What to do: What lines in the following entries hold the word "world"? Copy each one.

Stored data entries:
impl ForceSimulation {
	/// Empty simulation centered on a `width` x `height` viewport.
	pub fn new(config: ForceConfig, width: f64, height: f64) -> Self {
		Self {
			entities: Vec::new(),
			index: HashMap::new(),
			links: Vec::new(),
			position_cache: HashMap::new(),
			config,
			alpha: 1.0,
			alpha_target: 0.0,
			center: (width / 2.0, height / 2.0),
		}
	}

	// =========================================================================
	// MODEL
	// =========================================================================

	/// Replaces the entity set with the model's. Surviving entities keep their
	/// state, returning ones get their cached position back and only new ones
	/// are seeded. Returns whether the identity set changed, in which case the
	/// simulation is re-heated.
	pub fn set_model(&mut self, model: &GraphModel) -> bool {
		for e in &self.entities {
			self.position_cache.insert(e.key.clone(), (e.x, e.y));
		}
		let previous: HashMap<EntityKey, Entity> = self
			.entities
			.drain(..)
			.map(|e| (e.key.clone(), e))
			.collect();

		let mut placed = Vec::new();
		for key in model.entity_keys() {
			let radius = model.entity_radius(&key);
			let (entity, known) = match previous.get(&key) {
				Some(old) => (
					Entity {
						radius,
						..old.clone()
					},
					true,
				),
				None => match self.position_cache.get(&key) {
					Some(&(x, y)) => (Entity::at(key, radius, x, y), true),
					None => (Entity::at(key, radius, 0.0, 0.0), false),
				},
			};
			self.entities.push(entity);
			placed.push(known);
		}

		self.index = self
			.entities
			.iter()
			.enumerate()
			.map(|(i, e)| (e.key.clone(), i))
			.collect();
		self.links = model
			.links()
			.iter()
			.filter_map(|l| Some((*self.index.get(&l.source)?, *self.index.get(&l.target)?)))
			.collect();

		self.seed(&mut placed);

		let changed = previous.len() != self.entities.len()
			|| self.entities.iter().any(|e| !previous.contains_key(&e.key));
		if changed {
			debug!("entity set changed ({} entities), re-heating", self.entities.len());
			self.reheat();
		}
		changed
	}

	/// Places unplaced entities around the centroid of their placed
	/// neighbours, growing outward from what is already laid out. An entity
	/// with no placed neighbour starts a new cluster around the center.
	fn seed(&mut self, placed: &mut [bool]) {
		let mut neighbours: Vec<Vec<usize>> = vec![Vec::new(); self.entities.len()];
		for &(s, t) in &self.links {
			neighbours[s].push(t);
			neighbours[t].push(s);
		}

		// spiral step per anchor set, so each seed lands close to its anchors
		let mut steps: HashMap<Vec<usize>, usize> = HashMap::new();
		let mut pending: Vec<usize> = (0..placed.len()).filter(|&i| !placed[i]).collect();
		while !pending.is_empty() {
			let mut batch: Vec<usize> = pending
				.iter()
				.copied()
				.filter(|&i| neighbours[i].iter().any(|&n| placed[n]))
				.collect();
			if batch.is_empty() {
				batch.push(pending[0]);
			}

			for &i in &batch {
				let anchors: Vec<usize> = neighbours[i].iter().copied().filter(|&n| placed[n]).collect();
				let (cx, cy) = if anchors.is_empty() {
					self.center
				} else {
					let n = anchors.len() as f64;
					(
						anchors.iter().map(|&a| self.entities[a].x).sum::<f64>() / n,
						anchors.iter().map(|&a| self.entities[a].y).sum::<f64>() / n,
					)
				};
				let step = steps.entry(anchors).or_default();
				let (x, y) = phyllotaxis(*step, cx, cy);
				*step += 1;
				self.entities[i].x = x;
				self.entities[i].y = y;
				placed[i] = true;
			}
			pending.retain(|i| !batch.contains(i));
		}
	}

	/// All entities, hosts first.
	pub fn entities(&self) -> &[Entity] {
		&self.entities
	}

	/// Entity by key.
	pub fn entity(&self, key: &EntityKey) -> Option<&Entity> {
		self.index.get(key).map(|&i| &self.entities[i])
	}

	fn entity_mut(&mut self, key: &EntityKey) -> Option<&mut Entity> {
		self.index.get(key).copied().map(|i| &mut self.entities[i])
	}

	/// Whether the key is part of the current model.
	pub fn contains(&self, key: &EntityKey) -> bool {
		self.index.contains_key(key)
	}

	/// Link endpoints as `(source, target)` entity pairs.
	pub fn link_endpoints(&self) -> impl Iterator<Item = (&Entity, &Entity)> + '_ {
		self.links
			.iter()
			.map(|&(s, t)| (&self.entities[s], &self.entities[t]))
	}

	/// Topmost entity under a world-space point. Later entities are drawn on
	/// top, so the search runs back to front.
	pub fn entity_at(&self, x: f64, y: f64) -> Option<&EntityKey> {
		self.entities
			.iter()
			.rev()
			.find(|e| e.contains(x, y))
			.map(|e| &e.key)
	}

	// =========================================================================
	// ENERGY
	// =========================================================================

	/// Current energy.
	pub fn alpha(&self) -> f64 {
		self.alpha
	}

	/// Energy `alpha` decays toward.
	pub fn alpha_target(&self) -> f64 {
		self.alpha_target
	}

	/// Clamped to `[0, 1]`.
	pub fn set_alpha_target(&mut self, target: f64) {
		self.alpha_target = target.clamp(0.0, 1.0);
	}

	/// Full energy, restarting a cooled layout.
	pub fn reheat(&mut self) {
		self.alpha = 1.0;
	}

	/// False once the layout has cooled and nothing holds it hot.
	pub fn is_running(&self) -> bool {
		self.alpha >= self.config.alpha_min || self.alpha_target >= self.config.alpha_min
	}

	/// Point the centering force pulls toward.
	pub fn center(&self) -> (f64, f64) {
		self.center
	}

	/// Re-centers on the new viewport and re-heats.
	pub fn resize(&mut self, width: f64, height: f64) {
		self.center = (width / 2.0, height / 2.0);
		self.reheat();
	}

	// =========================================================================
	// PINNING (for drag)
	// =========================================================================

	/// Fixes an entity at a world point. False for unknown keys.
	pub fn pin(&mut self, key: &EntityKey, x: f64, y: f64) -> bool {
		match self.entity_mut(key) {
			Some(entity) => {
				entity.fx = Some(x);
				entity.fy = Some(y);
				true
			}
			None => false,
		}
	}

	/// Releases a pin. Velocity is left as it was.
	pub fn unpin(&mut self, key: &EntityKey) {
		if let Some(entity) = self.entity_mut(key) {
			entity.fx = None;
			entity.fy = None;
		}
	}

	// =========================================================================
	// SIMULATION
	// =========================================================================

	/// Advances one step. Returns false without touching anything when the
	/// simulation has cooled down.
	pub fn tick(&mut self) -> bool {
		if !self.is_running() {
			return false;
		}
		self.alpha += (self.alpha_target - self.alpha) * self.config.alpha_decay;

		let forces = self.calculate_forces();
		let (alpha, dt) = (self.alpha, self.config.dt);
		let keep = 1.0 - self.config.velocity_decay;

		for (entity, (fx, fy)) in self.entities.iter_mut().zip(forces) {
			if let (Some(px), Some(py)) = (entity.fx, entity.fy) {
				entity.x = px;
				entity.y = py;
				continue;
			}
			entity.vx = (entity.vx + fx * alpha * dt) * keep;
			entity.vy = (entity.vy + fy * alpha * dt) * keep;
			entity.x += entity.vx * dt;
			entity.y += entity.vy * dt;
		}
		true
	}

	fn calculate_forces(&self) -> Vec<(f64, f64)> {
		let n = self.entities.len();
		let mut forces = vec![(0.0, 0.0); n];
		if n == 0 {
			return forces;
		}
		let cfg = &self.config;
		let delta = |i: usize, j: usize| {
			let (a, b) = (&self.entities[i], &self.entities[j]);
			let (dx, dy) = (b.x - a.x, b.y - a.y);
			if dx == 0.0 && dy == 0.0 {
				jiggle(i, j)
			} else {
				(dx, dy)
			}
		};

		// Springs toward the rest length
		for &(s, t) in &self.links {
			if s == t {
				continue;
			}
			let (dx, dy) = delta(s, t);
			let dist = (dx * dx + dy * dy).sqrt();
			let f = cfg.link_strength * (dist - cfg.link_distance) / dist;
			forces[s].0 += dx * f;
			forces[s].1 += dy * f;
			forces[t].0 -= dx * f;
			forces[t].1 -= dy * f;
		}

		// Pairwise charge and collision
		for i in 0..n {
			for j in (i + 1)..n {
				let (dx, dy) = delta(i, j);
				let dist_sq = dx * dx + dy * dy;
				let dist = dist_sq.sqrt();

				// magnitude strength / d², along the unit vector
				let f = cfg.charge_strength / (dist_sq.max(MIN_DISTANCE_SQ) * dist);
				forces[i].0 += dx * f;
				forces[i].1 += dy * f;
				forces[j].0 -= dx * f;
				forces[j].1 -= dy * f;

				let reach = self.entities[i].radius
					+ self.entities[j].radius
					+ 2.0 * cfg.collision_margin;
				if dist < reach {
					let push = (reach - dist) / dist * cfg.collision_strength * 0.5;
					forces[i].0 -= dx * push;
					forces[i].1 -= dy * push;
					forces[j].0 += dx * push;
					forces[j].1 += dy * push;
				}
			}
		}

		// Centroid toward the viewport center
		let count = n as f64;
		let (sx, sy) = self
			.entities
			.iter()
			.fold((0.0, 0.0), |(sx, sy), e| (sx + e.x, sy + e.y));
		let pull = (
			(self.center.0 - sx / count) * cfg.centering_strength,
			(self.center.1 - sy / count) * cfg.centering_strength,
		);
		for force in &mut forces {
			force.0 += pull.0;
			force.1 += pull.1;
		}

		forces
	}
}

Written response:
	/// Topmost entity under a world-space point. Later entities are drawn on
	/// Fixes an entity at a world point. False for unknown keys.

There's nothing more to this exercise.